Report only how many lines below include "impl".

___ INFORMATION

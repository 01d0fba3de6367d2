// Structured generation: each flow turns typed input into a prompt, makes one model call
// and validates the reply against its output contract before anything else sees it.
// All model calls go through llm_client::LanguageModel.

pub mod handlers;
pub mod inflight;
pub mod job_description;
pub mod prompts;
pub mod resume_parser;
pub mod schema;
pub mod skill_suggest;

use std::collections::hash_map::DefaultHasher;
use std::hash::{Hash, Hasher};

use thiserror::Error;
use tracing::{info, warn};

use crate::errors::AppError;
use crate::generation::schema::{conform, OutputContract, Validated};
use crate::llm_client::{LanguageModel, LlmError, LlmRequest};

#[derive(Debug, Error)]
pub enum GenerationError {
    #[error("Invalid input: {0}")]
    InvalidInput(String),

    /// The model produced no usable output.
    #[error("{flow} produced no output")]
    Declined { flow: &'static str },

    #[error("Model call failed: {0}")]
    Model(#[from] LlmError),

    #[error("{flow} output failed schema validation: {reason}")]
    SchemaValidation { flow: &'static str, reason: String },

    #[error("Generation request was cancelled")]
    Cancelled,

    #[error("An identical generation request is already in flight")]
    Duplicate,
}

impl From<GenerationError> for AppError {
    fn from(err: GenerationError) -> Self {
        match err {
            GenerationError::InvalidInput(msg) => AppError::Validation(msg),
            GenerationError::Declined { flow } => {
                AppError::Generation(format!("{flow} produced no output"))
            }
            GenerationError::Model(e) => AppError::Generation(e.to_string()),
            GenerationError::SchemaValidation { flow, reason } => {
                AppError::SchemaValidation { flow, reason }
            }
            GenerationError::Cancelled => AppError::Cancelled,
            GenerationError::Duplicate => {
                AppError::Conflict(GenerationError::Duplicate.to_string())
            }
        }
    }
}

/// Stable digest of a flow's input, used to spot double submissions.
pub fn fingerprint<T: Hash + ?Sized>(flow: &str, input: &T) -> u64 {
    let mut hasher = DefaultHasher::new();
    flow.hash(&mut hasher);
    input.hash(&mut hasher);
    hasher.finish()
}

/// Makes one model call and conforms the reply to `T`'s contract.
pub async fn generate<T: OutputContract>(
    model: &dyn LanguageModel,
    request: LlmRequest<'_>,
) -> Result<T, GenerationError> {
    let raw = model.complete(request).await.map_err(|e| {
        warn!(flow = T::FLOW, "Model call failed: {e}");
        GenerationError::Model(e)
    })?;

    let trimmed = raw.trim();
    if trimmed.is_empty() || trimmed == "null" {
        warn!(flow = T::FLOW, "Model declined to produce output");
        return Err(GenerationError::Declined { flow: T::FLOW });
    }

    match conform::<T>(trimmed) {
        Validated::Valid(output) if output.is_empty() => {
            warn!(flow = T::FLOW, "Model returned an empty result");
            Err(GenerationError::Declined { flow: T::FLOW })
        }
        Validated::Valid(output) => {
            info!(flow = T::FLOW, "Generation succeeded");
            Ok(output)
        }
        Validated::Invalid { reason } => {
            warn!(flow = T::FLOW, "Schema validation failed: {reason}");
            Err(GenerationError::SchemaValidation {
                flow: T::FLOW,
                reason,
            })
        }
    }
}

#[cfg(test)]
pub(crate) mod testing {
    use std::sync::Mutex;

    use async_trait::async_trait;

    use crate::llm_client::{Attachment, LanguageModel, LlmError, LlmRequest};

    /// Replies with scripted outputs in order and records what it was asked.
    pub struct ScriptedModel {
        replies: Mutex<Vec<Result<String, LlmError>>>,
        pub prompts: Mutex<Vec<(String, Option<Attachment>)>>,
    }

    impl ScriptedModel {
        pub fn replying(replies: Vec<Result<String, LlmError>>) -> Self {
            Self {
                replies: Mutex::new(replies.into_iter().rev().collect()),
                prompts: Mutex::new(Vec::new()),
            }
        }

        pub fn ok(reply: &str) -> Self {
            Self::replying(vec![Ok(reply.to_string())])
        }

        pub fn last_prompt(&self) -> String {
            self.prompts
                .lock()
                .unwrap()
                .last()
                .map(|(p, _)| p.clone())
                .unwrap_or_default()
        }
    }

    #[async_trait]
    impl LanguageModel for ScriptedModel {
        async fn complete(&self, request: LlmRequest<'_>) -> Result<String, LlmError> {
            self.prompts
                .lock()
                .unwrap()
                .push((request.prompt.to_string(), request.attachment.cloned()));
            self.replies
                .lock()
                .unwrap()
                .pop()
                .unwrap_or(Err(LlmError::EmptyContent))
        }
    }
}

#[cfg(test)]
mod tests {
    use super::testing::ScriptedModel;
    use super::*;
    use crate::generation::skill_suggest::SkillSuggestionOutput;

    fn request() -> LlmRequest<'static> {
        LlmRequest {
            system: "system",
            prompt: "prompt",
            attachment: None,
        }
    }

    #[tokio::test]
    async fn test_generate_valid_output() {
        let model = ScriptedModel::ok(r#"{"suggestedSkills": "Rust, Go"}"#);
        let out: SkillSuggestionOutput = generate(&model, request()).await.unwrap();
        assert_eq!(out.suggested_skills, "Rust, Go");
    }

    #[tokio::test]
    async fn test_generate_empty_reply_is_declined() {
        let model = ScriptedModel::ok("   ");
        let err = generate::<SkillSuggestionOutput>(&model, request())
            .await
            .unwrap_err();
        assert!(matches!(err, GenerationError::Declined { .. }));
    }

    #[tokio::test]
    async fn test_generate_empty_field_is_declined() {
        let model = ScriptedModel::ok(r#"{"suggestedSkills": ""}"#);
        let err = generate::<SkillSuggestionOutput>(&model, request())
            .await
            .unwrap_err();
        assert!(matches!(err, GenerationError::Declined { .. }));
    }

    #[tokio::test]
    async fn test_generate_wrong_shape_fails_schema() {
        let model = ScriptedModel::ok(r#"{"skills": ["Rust"]}"#);
        let err = generate::<SkillSuggestionOutput>(&model, request())
            .await
            .unwrap_err();
        match err {
            GenerationError::SchemaValidation { flow, reason } => {
                assert_eq!(flow, "suggest_skills");
                assert!(reason.contains("suggestedSkills"));
            }
            other => panic!("unexpected error: {other:?}"),
        }
    }

    #[tokio::test]
    async fn test_generate_model_failure_propagates() {
        let model = ScriptedModel::replying(vec![Err(LlmError::Api {
            status: 500,
            message: "overloaded".to_string(),
        })]);
        let err = generate::<SkillSuggestionOutput>(&model, request())
            .await
            .unwrap_err();
        assert!(matches!(err, GenerationError::Model(_)));
    }

    #[test]
    fn test_fingerprint_depends_on_flow_and_input() {
        assert_eq!(fingerprint("a", "x"), fingerprint("a", "x"));
        assert_ne!(fingerprint("a", "x"), fingerprint("b", "x"));
        assert_ne!(fingerprint("a", "x"), fingerprint("a", "y"));
    }

    #[test]
    fn test_error_mapping() {
        let err: AppError = GenerationError::Duplicate.into();
        assert!(matches!(err, AppError::Conflict(_)));
        let err: AppError = GenerationError::Cancelled.into();
        assert!(matches!(err, AppError::Cancelled));
        let err: AppError = GenerationError::InvalidInput("x".into()).into();
        assert!(matches!(err, AppError::Validation(_)));
    }
}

______

# THE ANSWER
3